Le professeur Benach, depuis qu’il a publié ses études, est vilipendé par tout ce que l’Andalousie compte d’officiels, qui du Parti populaire (droite), qui du PSOE (gauche). Il ne faut pas dire du mal de cette région, le tourisme et les exportations de fraise ne peuvent le supporter. Interrogé par le quotidien El Mundo le 27 mars 2005, il déclare : « Notre étude ne porte pas sur un échantillon. Nous avons analysé le cas de plusieurs millions de morts, pendant des années et dans le détail ». Oui mais, et les affaires ?

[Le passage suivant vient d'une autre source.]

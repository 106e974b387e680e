use crate::config::Config;
use crate::image_classifier::interface::{InferenceError, PipelineStage, Prediction};
use crate::resources::interface::ResourceLoadError;
use std::sync::Arc;

/// A user supplied file, shared between the UI and the worker thread.
#[derive(Clone, PartialEq)]
pub struct Upload {
    pub name: String,
    pub bytes: Arc<[u8]>,
}

impl Upload {
    pub fn new(name: impl Into<String>, bytes: impl Into<Arc<[u8]>>) -> Self {
        Self {
            name: name.into(),
            bytes: bytes.into(),
        }
    }
}

impl std::fmt::Debug for Upload {
    fn fmt(&self, f: &mut std::fmt::Formatter<'_>) -> std::fmt::Result {
        write!(f, "Upload({}, {} bytes)", self.name, self.bytes.len())
    }
}

#[derive(Clone, Debug, PartialEq)]
pub enum Phase {
    LoadingResources,
    /// Resources could not be loaded. Nothing can be classified.
    Halted {
        message: String,
    },
    Idle,
    Processing {
        upload: Upload,
        stage: PipelineStage,
    },
    DisplayingResult {
        upload: Upload,
        prediction: Prediction,
    },
    Error {
        upload: Option<Upload>,
        message: String,
    },
}

#[derive(Clone, Debug, PartialEq)]
pub struct State {
    pub known_labels: Vec<String>,
    pub phase: Phase,
}

impl State {
    pub fn accepts_uploads(&self) -> bool {
        matches!(
            self.phase,
            Phase::Idle | Phase::DisplayingResult { .. } | Phase::Error { .. }
        )
    }

    /// The upload being processed or last processed, if any.
    pub fn upload(&self) -> Option<&Upload> {
        match &self.phase {
            Phase::Processing { upload, .. } | Phase::DisplayingResult { upload, .. } => Some(upload),
            Phase::Error { upload, .. } => upload.as_ref(),
            _ => None,
        }
    }

    pub fn is_busy(&self) -> bool {
        matches!(
            self.phase,
            Phase::LoadingResources | Phase::Processing { .. }
        )
    }
}

#[derive(Debug)]
pub enum Event {
    ResourcesLoadDone(Result<Vec<String>, ResourceLoadError>),
    UploadSubmitted(Upload),
    UploadReadFailed { name: String, message: String },
    StageReported(PipelineStage),
    ClassifyDone(Result<Prediction, InferenceError>),
}

#[derive(Clone, Debug, PartialEq)]
pub enum Effect {
    LoadResources,
    Classify { upload: Upload },
}

pub fn init() -> (State, Vec<Effect>) {
    (
        State {
            known_labels: vec![],
            phase: Phase::LoadingResources,
        },
        vec![Effect::LoadResources],
    )
}

pub fn transition(config: &Config, state: State, event: Event) -> (State, Vec<Effect>) {
    let known_labels = state.known_labels.clone();
    let with_phase = |phase: Phase| State {
        known_labels: known_labels.clone(),
        phase,
    };

    match (state.phase.clone(), event) {
        (Phase::LoadingResources, Event::ResourcesLoadDone(Ok(labels))) => (
            State {
                known_labels: labels,
                phase: Phase::Idle,
            },
            vec![],
        ),

        // A load failure is fatal wherever it surfaces.
        (Phase::Halted { .. }, Event::ResourcesLoadDone(Err(_))) => (state, vec![]),
        (_, Event::ResourcesLoadDone(Err(e))) => (
            with_phase(Phase::Halted {
                message: format!("Error loading the model or class indices: {}", e),
            }),
            vec![],
        ),

        (_, Event::UploadSubmitted(upload)) if state.accepts_uploads() => {
            if !config.is_supported_file_name(&upload.name) {
                let message = format!(
                    "{} is not a supported image. Choose a {} file.",
                    upload.name,
                    config.supported_extensions.join(", ")
                );
                return (
                    with_phase(Phase::Error {
                        upload: None,
                        message,
                    }),
                    vec![],
                );
            }

            (
                with_phase(Phase::Processing {
                    upload: upload.clone(),
                    stage: PipelineStage::Decoding,
                }),
                vec![Effect::Classify { upload }],
            )
        }

        (_, Event::UploadReadFailed { name, message }) if state.accepts_uploads() => (
            with_phase(Phase::Error {
                upload: None,
                message: format!("Error reading {}: {}", name, message),
            }),
            vec![],
        ),

        (Phase::Processing { upload, .. }, Event::StageReported(stage)) => (
            with_phase(Phase::Processing { upload, stage }),
            vec![],
        ),

        (Phase::Processing { upload, .. }, Event::ClassifyDone(Ok(prediction))) => (
            with_phase(Phase::DisplayingResult { upload, prediction }),
            vec![],
        ),

        (Phase::Processing { upload, .. }, Event::ClassifyDone(Err(e))) => (
            with_phase(Phase::Error {
                upload: Some(upload),
                message: format!("Error processing the image: {}", e),
            }),
            vec![],
        ),

        _ => (state, vec![]),
    }
}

La directrice générale de la Santé publique d’Andalousie, Josefa Ruiz, a réglé la question à l’automne 2007 en déclarant aun quotidien El País : « Il n’y a pas de relation entre la mortalité dans la zone et les problèmes d’environnement ». Je dois ajouter que cette bonne personne s’appuie sur sept études – que je n’ai pas regardées – réalisées depuis 2003.

Qui a raison ? Je vous pose la question comme je la pose, sincèrement. De mon point de vue, tout penche du côté d’un lien de cause à effet. Réellement tout. Et il est bien certain qu’on ne trouve jamais que ce qu’on cherche réellement. Mais au-delà, bien au-delà de ces considérations, je me permets de rappeler une évidence. La vérité sur la contamination générale – quelle qu’elle puisse être – n’a pas été établie. Il est possible qu’elle soit moins épouvantable que ce que je crains. Mais elle reste de toute manière dans les limbes, parce que tous les pouvoirs ont intérêt à ce que les études globales, générales, approfondies ne soient pas entreprises.

Le procès mondial de la chimie de synthèse reste à faire. S’il en est ainsi, c’est qu’un tel événement ébranlerait ce monde dans ses fondations mêmes. Bâtir un début de consensus dans ce domaine – voyez l’amiante ou le tabac – relève d’une périlleuse construction sociale. Faite essentiellement de combats. Nous n’en sommes qu’au début.